* _EXERCISE GOAL_:
Report the count of lines containing the word "scoring" in the entries below, and nothing more.

Collected data:
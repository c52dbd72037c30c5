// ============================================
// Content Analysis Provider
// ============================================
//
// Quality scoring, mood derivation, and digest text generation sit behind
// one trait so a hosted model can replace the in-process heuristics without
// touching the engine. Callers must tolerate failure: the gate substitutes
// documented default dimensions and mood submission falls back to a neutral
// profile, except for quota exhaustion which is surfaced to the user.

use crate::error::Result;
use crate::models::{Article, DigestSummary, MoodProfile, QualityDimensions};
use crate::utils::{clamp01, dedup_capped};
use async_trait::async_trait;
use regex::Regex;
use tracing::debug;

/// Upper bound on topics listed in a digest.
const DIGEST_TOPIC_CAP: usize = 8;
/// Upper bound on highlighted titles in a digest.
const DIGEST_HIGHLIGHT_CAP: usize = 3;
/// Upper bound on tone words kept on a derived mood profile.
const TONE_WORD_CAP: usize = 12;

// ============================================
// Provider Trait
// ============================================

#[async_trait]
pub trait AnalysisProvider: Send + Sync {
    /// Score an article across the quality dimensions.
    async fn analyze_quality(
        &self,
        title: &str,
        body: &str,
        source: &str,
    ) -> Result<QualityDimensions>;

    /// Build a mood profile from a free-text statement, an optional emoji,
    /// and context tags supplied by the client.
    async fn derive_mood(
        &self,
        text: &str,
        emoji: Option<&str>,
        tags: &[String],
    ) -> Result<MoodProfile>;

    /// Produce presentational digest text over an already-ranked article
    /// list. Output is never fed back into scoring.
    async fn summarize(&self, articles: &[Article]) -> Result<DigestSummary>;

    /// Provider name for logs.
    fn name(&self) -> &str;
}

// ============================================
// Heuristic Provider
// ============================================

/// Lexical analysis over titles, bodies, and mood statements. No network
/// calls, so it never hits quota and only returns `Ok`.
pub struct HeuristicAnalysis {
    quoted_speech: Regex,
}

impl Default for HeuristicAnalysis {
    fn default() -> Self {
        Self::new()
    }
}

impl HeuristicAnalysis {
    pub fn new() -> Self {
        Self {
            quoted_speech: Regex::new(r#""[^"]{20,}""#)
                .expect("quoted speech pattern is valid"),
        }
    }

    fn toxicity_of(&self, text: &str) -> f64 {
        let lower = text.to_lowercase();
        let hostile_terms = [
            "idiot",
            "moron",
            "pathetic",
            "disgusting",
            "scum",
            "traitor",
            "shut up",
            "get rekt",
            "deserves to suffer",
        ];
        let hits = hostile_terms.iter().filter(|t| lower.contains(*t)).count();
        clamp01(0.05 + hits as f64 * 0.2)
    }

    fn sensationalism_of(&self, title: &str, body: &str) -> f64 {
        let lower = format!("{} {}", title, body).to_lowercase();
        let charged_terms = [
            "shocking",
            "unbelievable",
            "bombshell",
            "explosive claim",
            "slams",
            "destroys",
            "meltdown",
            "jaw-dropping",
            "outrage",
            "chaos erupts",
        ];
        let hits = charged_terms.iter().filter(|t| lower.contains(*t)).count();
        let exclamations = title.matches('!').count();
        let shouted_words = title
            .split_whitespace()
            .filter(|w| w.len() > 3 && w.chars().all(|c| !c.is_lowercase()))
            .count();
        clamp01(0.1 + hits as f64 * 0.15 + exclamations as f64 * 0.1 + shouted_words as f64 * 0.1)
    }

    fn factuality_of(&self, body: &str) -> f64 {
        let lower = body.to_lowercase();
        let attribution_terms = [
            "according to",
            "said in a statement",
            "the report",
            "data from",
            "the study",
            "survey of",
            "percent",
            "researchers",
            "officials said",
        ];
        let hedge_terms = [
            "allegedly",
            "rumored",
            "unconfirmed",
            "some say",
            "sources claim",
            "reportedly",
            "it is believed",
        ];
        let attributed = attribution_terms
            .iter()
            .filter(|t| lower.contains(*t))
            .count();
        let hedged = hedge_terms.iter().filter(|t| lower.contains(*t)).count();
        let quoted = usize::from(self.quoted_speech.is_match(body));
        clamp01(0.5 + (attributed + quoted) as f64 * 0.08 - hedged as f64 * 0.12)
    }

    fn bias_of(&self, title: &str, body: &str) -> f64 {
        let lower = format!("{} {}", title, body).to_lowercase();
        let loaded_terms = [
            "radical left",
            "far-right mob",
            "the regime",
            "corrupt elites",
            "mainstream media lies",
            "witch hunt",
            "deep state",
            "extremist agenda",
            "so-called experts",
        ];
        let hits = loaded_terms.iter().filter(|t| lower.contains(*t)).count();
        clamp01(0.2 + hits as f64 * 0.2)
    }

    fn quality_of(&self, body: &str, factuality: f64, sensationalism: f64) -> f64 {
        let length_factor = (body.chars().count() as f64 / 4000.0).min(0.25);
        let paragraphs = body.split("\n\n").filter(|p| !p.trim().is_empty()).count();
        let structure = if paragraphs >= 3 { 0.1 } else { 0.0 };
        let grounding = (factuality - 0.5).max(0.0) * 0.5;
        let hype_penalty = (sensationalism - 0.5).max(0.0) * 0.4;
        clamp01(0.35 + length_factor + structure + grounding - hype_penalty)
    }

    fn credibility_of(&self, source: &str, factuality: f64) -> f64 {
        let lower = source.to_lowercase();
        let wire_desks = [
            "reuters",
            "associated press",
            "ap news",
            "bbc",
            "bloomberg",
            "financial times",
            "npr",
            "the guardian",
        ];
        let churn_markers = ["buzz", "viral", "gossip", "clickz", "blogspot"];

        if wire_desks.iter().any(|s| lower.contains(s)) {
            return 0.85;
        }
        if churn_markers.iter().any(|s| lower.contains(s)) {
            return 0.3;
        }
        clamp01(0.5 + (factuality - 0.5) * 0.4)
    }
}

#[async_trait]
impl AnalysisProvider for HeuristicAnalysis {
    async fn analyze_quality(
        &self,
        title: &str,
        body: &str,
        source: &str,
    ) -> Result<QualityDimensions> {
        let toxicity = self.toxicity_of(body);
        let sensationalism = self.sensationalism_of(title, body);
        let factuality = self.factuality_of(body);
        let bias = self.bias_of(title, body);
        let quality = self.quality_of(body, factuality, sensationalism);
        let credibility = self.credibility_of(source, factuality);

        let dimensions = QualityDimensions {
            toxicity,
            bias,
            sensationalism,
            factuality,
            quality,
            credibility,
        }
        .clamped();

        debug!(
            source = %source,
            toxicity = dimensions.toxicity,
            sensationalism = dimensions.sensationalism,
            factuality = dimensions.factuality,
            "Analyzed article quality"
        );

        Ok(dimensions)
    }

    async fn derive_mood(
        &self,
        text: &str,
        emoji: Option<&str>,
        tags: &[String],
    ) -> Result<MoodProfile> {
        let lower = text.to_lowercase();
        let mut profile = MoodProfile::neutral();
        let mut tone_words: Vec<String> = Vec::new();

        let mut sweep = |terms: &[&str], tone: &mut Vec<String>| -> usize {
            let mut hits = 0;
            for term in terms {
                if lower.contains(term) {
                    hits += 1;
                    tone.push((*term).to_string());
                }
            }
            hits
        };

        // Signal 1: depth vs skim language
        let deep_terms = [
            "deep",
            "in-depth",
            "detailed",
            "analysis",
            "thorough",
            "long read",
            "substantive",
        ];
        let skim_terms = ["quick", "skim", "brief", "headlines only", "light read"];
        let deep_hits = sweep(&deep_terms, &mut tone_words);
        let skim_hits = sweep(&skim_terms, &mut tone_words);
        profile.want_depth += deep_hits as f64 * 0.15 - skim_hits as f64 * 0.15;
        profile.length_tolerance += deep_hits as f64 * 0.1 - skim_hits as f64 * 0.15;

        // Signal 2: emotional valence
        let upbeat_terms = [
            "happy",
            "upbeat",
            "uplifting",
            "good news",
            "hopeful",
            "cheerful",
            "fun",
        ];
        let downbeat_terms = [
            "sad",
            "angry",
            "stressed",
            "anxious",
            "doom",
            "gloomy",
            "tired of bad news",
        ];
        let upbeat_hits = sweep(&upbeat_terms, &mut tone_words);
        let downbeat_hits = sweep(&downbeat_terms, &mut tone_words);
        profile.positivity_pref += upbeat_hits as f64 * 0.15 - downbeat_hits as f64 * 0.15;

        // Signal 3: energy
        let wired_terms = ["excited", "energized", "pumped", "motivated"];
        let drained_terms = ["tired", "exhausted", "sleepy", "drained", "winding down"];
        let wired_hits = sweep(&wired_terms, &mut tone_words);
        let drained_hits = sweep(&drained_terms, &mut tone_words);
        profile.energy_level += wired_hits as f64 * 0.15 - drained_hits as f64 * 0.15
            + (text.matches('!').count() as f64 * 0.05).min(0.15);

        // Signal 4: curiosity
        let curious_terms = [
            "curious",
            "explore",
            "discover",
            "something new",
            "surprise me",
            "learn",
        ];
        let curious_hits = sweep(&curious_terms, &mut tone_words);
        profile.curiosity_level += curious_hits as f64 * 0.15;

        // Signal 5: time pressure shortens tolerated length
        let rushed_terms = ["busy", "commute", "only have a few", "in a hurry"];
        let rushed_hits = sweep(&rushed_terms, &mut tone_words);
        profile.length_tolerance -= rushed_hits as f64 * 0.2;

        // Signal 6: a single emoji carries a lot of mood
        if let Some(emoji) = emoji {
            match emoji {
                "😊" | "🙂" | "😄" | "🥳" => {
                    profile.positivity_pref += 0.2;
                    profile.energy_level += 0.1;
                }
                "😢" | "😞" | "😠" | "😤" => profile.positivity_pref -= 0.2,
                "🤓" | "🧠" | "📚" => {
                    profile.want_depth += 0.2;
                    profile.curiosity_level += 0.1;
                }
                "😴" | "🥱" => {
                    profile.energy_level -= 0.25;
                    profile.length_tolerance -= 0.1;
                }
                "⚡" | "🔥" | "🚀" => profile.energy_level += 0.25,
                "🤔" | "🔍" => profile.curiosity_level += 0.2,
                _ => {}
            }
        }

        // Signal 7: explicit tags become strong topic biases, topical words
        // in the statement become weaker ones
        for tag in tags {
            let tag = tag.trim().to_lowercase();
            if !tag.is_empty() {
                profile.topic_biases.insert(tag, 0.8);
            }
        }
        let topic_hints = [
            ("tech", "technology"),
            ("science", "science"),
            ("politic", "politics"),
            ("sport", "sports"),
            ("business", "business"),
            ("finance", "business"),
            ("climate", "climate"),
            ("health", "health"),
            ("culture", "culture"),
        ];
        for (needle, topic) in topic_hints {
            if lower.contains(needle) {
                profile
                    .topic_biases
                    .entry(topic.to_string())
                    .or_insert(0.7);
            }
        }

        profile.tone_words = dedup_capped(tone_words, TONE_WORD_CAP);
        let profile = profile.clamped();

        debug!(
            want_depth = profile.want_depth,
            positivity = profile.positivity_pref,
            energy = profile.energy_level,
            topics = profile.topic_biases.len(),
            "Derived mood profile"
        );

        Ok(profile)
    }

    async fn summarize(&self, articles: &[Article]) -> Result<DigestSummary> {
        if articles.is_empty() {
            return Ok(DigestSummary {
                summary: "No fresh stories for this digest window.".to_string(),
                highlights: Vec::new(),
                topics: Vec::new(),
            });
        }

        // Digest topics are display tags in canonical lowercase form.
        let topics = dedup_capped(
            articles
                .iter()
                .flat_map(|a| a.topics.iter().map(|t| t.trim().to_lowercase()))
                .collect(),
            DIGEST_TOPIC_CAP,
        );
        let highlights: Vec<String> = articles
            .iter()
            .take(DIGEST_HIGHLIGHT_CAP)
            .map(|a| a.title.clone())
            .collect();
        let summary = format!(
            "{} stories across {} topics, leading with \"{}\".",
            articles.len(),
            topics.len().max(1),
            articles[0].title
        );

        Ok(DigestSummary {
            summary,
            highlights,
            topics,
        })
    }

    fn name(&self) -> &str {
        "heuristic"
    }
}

* _FINISHED TASK_:
2